Start of Block
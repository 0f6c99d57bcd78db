//! Repository modules for database operations
//!
//! Provides repository pattern implementations for task storage and
//! monitoring queries, encapsulating database queries.

mod filter;
mod monitor;
mod task;

pub use filter::{MonitorFilter, Page};
pub use monitor::{CellSelection, MonitorRepository};
pub use task::TaskRepository;
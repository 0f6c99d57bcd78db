//! Report building pipeline
//!
//! Ties the calendar, the report-bound converters and [`Report`] together:
//! raw items go in, their ages are converted to working days (unless the
//! report is built in calendar days) and they are aggregated into rows.

use crate::calendar::HolidayCalendar;
use crate::error::{ReportError, ReportResult};
use crate::header::{AgeRange, TimeIntervalColumnHeader};
use crate::item::{QueryItem, QueryItemPreprocessor};
use crate::report::{Report, ReportRow};
use crate::report_converter::{DaysToWorkingDaysReportConverter, WorkingDaysToDaysReportConverter};
use chrono::{DateTime, Utc};
use std::sync::Arc;
use tracing::debug;

/// Builder for one monitoring report
#[derive(Debug, Clone, PartialEq, Eq)]
pub struct ReportBuilder {
    calendar: Arc<HolidayCalendar>,
    column_headers: Vec<TimeIntervalColumnHeader>,
    reference: DateTime<Utc>,
    in_working_days: bool,
}

impl ReportBuilder {
    /// Create a builder in working days with no columns
    pub fn new(calendar: Arc<HolidayCalendar>, reference: DateTime<Utc>) -> Self {
        Self {
            calendar,
            column_headers: Vec::new(),
            reference,
            in_working_days: true,
        }
    }

    /// Set the column headers
    pub fn with_column_headers(mut self, column_headers: Vec<TimeIntervalColumnHeader>) -> Self {
        self.column_headers = column_headers;
        self
    }

    /// Choose between working-day (default) and calendar-day ages
    pub fn with_in_working_days(mut self, in_working_days: bool) -> Self {
        self.in_working_days = in_working_days;
        self
    }

    /// Column headers of the report
    pub fn column_headers(&self) -> &[TimeIntervalColumnHeader] {
        &self.column_headers
    }

    /// Reference instant ages are measured from
    pub fn reference(&self) -> DateTime<Utc> {
        self.reference
    }

    /// Whether ages are bucketed as working days
    pub fn in_working_days(&self) -> bool {
        self.in_working_days
    }

    /// Forward converter bound to this report
    pub fn days_to_working_days(&self) -> DaysToWorkingDaysReportConverter {
        DaysToWorkingDaysReportConverter::initialize(
            self.column_headers.clone(),
            self.reference,
            self.calendar.clone(),
        )
    }

    /// Inverse converter bound to this report
    pub fn working_days_to_days(&self) -> WorkingDaysToDaysReportConverter {
        WorkingDaysToDaysReportConverter::initialize(
            self.column_headers.clone(),
            self.reference,
            self.calendar.clone(),
        )
    }

    /// Build a report from items carrying raw calendar-day ages.
    ///
    /// # Errors
    ///
    /// Returns `ReportError::InvalidArgument` if an age cannot be converted.
    pub fn build<R: ReportRow>(&self, items: Vec<QueryItem>) -> ReportResult<Report<R>> {
        let items = self.prepare(items)?;
        let mut report = Report::new(self.column_headers.clone());
        report.add_items(items);
        Ok(report)
    }

    /// Build a report, letting `preprocessor` replace each item's count.
    ///
    /// # Errors
    ///
    /// Returns `ReportError::InvalidArgument` if an age cannot be converted.
    pub fn build_with<R, P>(&self, items: Vec<QueryItem>, preprocessor: &P) -> ReportResult<Report<R>>
    where
        R: ReportRow,
        P: QueryItemPreprocessor + ?Sized,
    {
        let items = self.prepare(items)?;
        let mut report = Report::new(self.column_headers.clone());
        report.add_items_with(items, preprocessor);
        Ok(report)
    }

    /// Raw-day age range behind the column at `index`, for drill-down.
    ///
    /// # Errors
    ///
    /// Returns `ReportError::InvalidArgument` if the report has no such column.
    pub fn age_range(&self, index: usize) -> ReportResult<AgeRange> {
        if self.in_working_days {
            return self.working_days_to_days().age_range_for_column(index);
        }

        self.column_headers
            .get(index)
            .map(|header| AgeRange::from(*header))
            .ok_or_else(|| {
                ReportError::invalid_argument(format!(
                    "column {} does not exist; the report has {} columns",
                    index,
                    self.column_headers.len()
                ))
            })
    }

    fn prepare(&self, items: Vec<QueryItem>) -> ReportResult<Vec<QueryItem>> {
        debug!(
            items = items.len(),
            columns = self.column_headers.len(),
            in_working_days = self.in_working_days,
            reference = %self.reference,
            "Building report"
        );

        if self.in_working_days {
            self.days_to_working_days().convert_items(items)
        } else {
            Ok(items)
        }
    }
}

static_assertions::assert_impl_all!(ReportBuilder: Send, Sync);
//! Output formatting module for Tally
//!
//! Provides table formatting for working-day age reports.

use tally_core::{FoldableRow, Report, ReportRow, Row, SUM_ROW_KEY};

/// Maximum width for the key column before truncation
const MAX_KEY_WIDTH: usize = 30;

/// Indentation of folded detail rows
const DETAIL_INDENT: &str = "  ";

/// Truncate a string to the specified maximum width, adding ellipsis if needed.
fn truncate(s: &str, max_width: usize) -> String {
    if s.chars().count() <= max_width {
        s.to_string()
    } else if max_width <= 3 {
        s.chars().take(max_width).collect()
    } else {
        let kept: String = s.chars().take(max_width - 3).collect();
        format!("{}...", kept)
    }
}

/// One rendered table line
struct Line<'a> {
    label: String,
    cells: &'a [u64],
    total: u64,
}

impl<'a> Line<'a> {
    fn from_row<R: ReportRow>(row: &'a R, indent: &str) -> Self {
        Self {
            label: format!("{}{}", indent, truncate(row.key(), MAX_KEY_WIDTH)),
            cells: row.cells(),
            total: row.total_value(),
        }
    }
}

/// Format a report into an aligned table string.
///
/// Produces output in the format:
/// ```text
/// Workbasket  <= -11  -10 - -6  ...  >= 11  Total
/// ----------  ------  --------  ...  -----  -----
/// WB1              0         2  ...      1      3
/// ----------  ------  --------  ...  -----  -----
/// Total            0         2  ...      1      3
/// ```
///
/// # Arguments
///
/// * `report` - The report to render
/// * `key_label` - Title of the row key column
///
/// # Returns
///
/// A formatted string containing the table, or an empty result message if no
/// row was counted.
pub fn format_report_table(report: &Report<Row>, key_label: &str) -> String {
    if report.is_empty() {
        return "No tasks found.".to_string();
    }

    let lines: Vec<Line<'_>> = report.rows().map(|row| Line::from_row(row, "")).collect();
    render(report, key_label, &lines)
}

/// Format a detailed report, listing each row's folded detail rows indented
/// below it.
///
/// # Arguments
///
/// * `report` - The report to render
/// * `key_label` - Title of the row key column
pub fn format_detailed_report_table(report: &Report<FoldableRow>, key_label: &str) -> String {
    if report.is_empty() {
        return "No tasks found.".to_string();
    }

    let mut lines = Vec::new();
    for row in report.rows() {
        lines.push(Line::from_row(row, ""));
        lines.extend(
            row.foldable_rows()
                .map(|detail| Line::from_row(detail, DETAIL_INDENT)),
        );
    }
    render(report, key_label, &lines)
}

fn render<R: ReportRow>(report: &Report<R>, key_label: &str, lines: &[Line<'_>]) -> String {
    let sum_row = report.sum_row();
    let sum_line = Line {
        label: SUM_ROW_KEY.to_string(),
        cells: sum_row.cells(),
        total: sum_row.total_value(),
    };

    let mut headers: Vec<String> = report
        .column_headers()
        .iter()
        .map(|h| h.display_name())
        .collect();
    headers.push(SUM_ROW_KEY.to_string());

    let key_width = lines
        .iter()
        .chain(std::iter::once(&sum_line))
        .map(|l| l.label.chars().count())
        .max()
        .unwrap_or(0)
        .max(key_label.chars().count());

    // Value columns are as wide as their header or their largest number
    let widths: Vec<usize> = headers
        .iter()
        .enumerate()
        .map(|(i, header)| {
            lines
                .iter()
                .chain(std::iter::once(&sum_line))
                .map(|l| line_value(l, i).to_string().len())
                .max()
                .unwrap_or(0)
                .max(header.chars().count())
        })
        .collect();

    let mut output = String::new();

    output.push_str(&format!("{:<key_w$}", key_label, key_w = key_width));
    for (header, width) in headers.iter().zip(&widths) {
        output.push_str(&format!("  {:>w$}", header, w = width));
    }
    output.push('\n');

    let separator = separator_line(key_width, &widths);
    output.push_str(&separator);
    output.push('\n');

    for line in lines {
        push_line(&mut output, line, key_width, &widths);
    }

    output.push_str(&separator);
    output.push('\n');
    push_line(&mut output, &sum_line, key_width, &widths);

    // Remove trailing newline
    output.pop();

    output
}

/// Cell value at `index`, where the index past the last cell is the total
fn line_value(line: &Line<'_>, index: usize) -> u64 {
    line.cells.get(index).copied().unwrap_or(line.total)
}

fn separator_line(key_width: usize, widths: &[usize]) -> String {
    let mut line = format!("{:->key_w$}", "", key_w = key_width);
    for width in widths {
        line.push_str(&format!("  {:->w$}", "", w = width));
    }
    line
}

fn push_line(output: &mut String, line: &Line<'_>, key_width: usize, widths: &[usize]) {
    output.push_str(&format!("{:<key_w$}", line.label, key_w = key_width));
    for (i, width) in widths.iter().enumerate() {
        output.push_str(&format!("  {:>w$}", line_value(line, i), w = width));
    }
    output.push('\n');
}
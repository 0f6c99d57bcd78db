//! Convert command for single offsets
//!
//! Implements `tly convert`, which converts one day offset relative to a
//! reference date into working days, or a working-day offset back into the
//! set of day offsets it covers.

use crate::commands::parse_date;
use chrono::{NaiveDate, Utc};
use clap::Args;
use std::sync::Arc;
use tally_core::{DaysToWorkingDays, HolidayCalendar, WorkingDaysToDays};
use tally_db::DbError;

/// Convert a day offset to working days, or back
#[derive(Debug, Args)]
pub struct ConvertCommand {
    /// Offset in days (or working days with --inverse)
    #[arg(allow_negative_numbers = true)]
    pub offset: i32,

    /// Reference date (YYYY-MM-DD, default today)
    #[arg(long, value_parser = parse_date)]
    pub reference: Option<NaiveDate>,

    /// Convert working days back to calendar-day offsets
    #[arg(short, long)]
    pub inverse: bool,
}

impl ConvertCommand {
    /// Execute the convert command.
    ///
    /// # Errors
    ///
    /// Returns `DbError::Report` if the offset leaves the supported date range.
    pub fn execute(&self, calendar: &Arc<HolidayCalendar>) -> Result<String, DbError> {
        let reference = self
            .reference
            .unwrap_or_else(|| Utc::now().date_naive());

        if self.inverse {
            let days = WorkingDaysToDays::new(calendar.clone()).convert(reference, self.offset)?;
            Ok(days
                .iter()
                .map(|d| d.to_string())
                .collect::<Vec<_>>()
                .join(", "))
        } else {
            let working_days =
                DaysToWorkingDays::new(calendar.clone()).convert(reference, self.offset)?;
            Ok(working_days.to_string())
        }
    }
}
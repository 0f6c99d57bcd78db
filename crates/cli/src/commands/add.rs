//! Add command for creating new tasks
//!
//! Implements the `tly add` command to create tasks that reports count.

use crate::commands::{parse_custom_value, parse_date, parse_state};
use crate::id::IdGenerator;
use chrono::NaiveDate;
use clap::Args;
use tally_db::{CustomField, Database, DbError, Task, TaskState};
use tracing::debug;

/// Create a new task
#[derive(Debug, Args)]
pub struct AddCommand {
    /// Name of the task
    #[arg(required = true)]
    pub name: String,

    /// Workbasket the task sits in
    #[arg(short, long)]
    pub workbasket: String,

    /// Due date (YYYY-MM-DD)
    #[arg(long, value_parser = parse_date)]
    pub due: NaiveDate,

    /// Domain of the task
    #[arg(long)]
    pub domain: Option<String>,

    /// Classification key
    #[arg(short, long, default_value = "GENERAL")]
    pub classification: String,

    /// Classification category
    #[arg(long, default_value = "EXTERNAL")]
    pub category: String,

    /// Classification of the task's attachment
    #[arg(long)]
    pub attachment: Option<String>,

    /// Initial state (ready, claimed, completed, cancelled, terminated)
    #[arg(short, long, value_parser = parse_state)]
    pub state: Option<TaskState>,

    /// Priority, higher is more urgent
    #[arg(short, long, default_value_t = 0, allow_negative_numbers = true)]
    pub priority: i32,

    /// Custom attribute as N=VALUE (can be specified multiple times)
    #[arg(long = "custom", value_parser = parse_custom_value)]
    pub custom: Vec<(CustomField, String)>,
}

impl AddCommand {
    /// Execute the add command.
    ///
    /// Creates a new task with the specified options and stores it in the database.
    ///
    /// # Arguments
    ///
    /// * `db` - Reference to the database connection
    ///
    /// # Errors
    ///
    /// Returns `DbError` if:
    /// - The name or workbasket is empty
    /// - No free id could be found
    /// - Database operations fail
    pub async fn execute(&self, db: &Database) -> Result<String, DbError> {
        if self.name.trim().is_empty() {
            return Err(DbError::ValidationError {
                message: "task name must not be empty".to_string(),
            });
        }

        let id = self.generate_unique_id(db).await?;

        let mut task = Task::new(
            self.name.clone(),
            self.workbasket.clone(),
            self.classification.clone(),
            self.due,
        )
        .with_category(self.category.clone())
        .with_state(self.state.unwrap_or(TaskState::Ready))
        .with_priority(self.priority);

        if let Some(domain) = &self.domain {
            task = task.with_domain(domain.clone());
        }

        if let Some(attachment) = &self.attachment {
            task = task.with_attachment_classification(attachment.clone());
        }

        for (field, value) in &self.custom {
            task = task.with_custom(*field, value.clone());
        }

        db.tasks().create(&id, &task).await?;
        debug!("Created task {} due {}", id, self.due);

        Ok(id)
    }

    /// Generate a unique ID that doesn't collide with existing tasks.
    async fn generate_unique_id(&self, db: &Database) -> Result<String, DbError> {
        let mut generator = IdGenerator::new(&self.name);

        while let Some(id) = generator.next_id() {
            if !db.tasks().exists(&id).await? {
                return Ok(id);
            }
        }

        Err(DbError::ValidationError {
            message: "failed to generate unique ID after maximum retries".to_string(),
        })
    }
}
use thiserror::Error;

/// Error types for report building and working-day conversion
#[derive(Error, Debug, Clone, PartialEq, Eq)]
pub enum ReportError {
    /// Error for malformed input such as an inverted header range
    #[error("{message}")]
    InvalidArgument { message: String },

    /// Error when a custom holiday cannot be parsed
    #[error("Invalid custom holiday '{value}': expected YYYY-MM-DD or MM-DD")]
    InvalidHoliday { value: String },
}

impl ReportError {
    /// Shorthand for an `InvalidArgument` error with the given message.
    pub fn invalid_argument(message: impl Into<String>) -> Self {
        ReportError::InvalidArgument {
            message: message.into(),
        }
    }
}

/// Result type alias for report operations
pub type ReportResult<T> = Result<T, ReportError>;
End of Block
__The problem__
Return each line above where the word "WorkingDaysToDaysReportConverter" shows up.

__Output below__
use crate::report_converter::{DaysToWorkingDaysReportConverter, WorkingDaysToDaysReportConverter};
    pub fn working_days_to_days(&self) -> WorkingDaysToDaysReportConverter {
        WorkingDaysToDaysReportConverter::initialize(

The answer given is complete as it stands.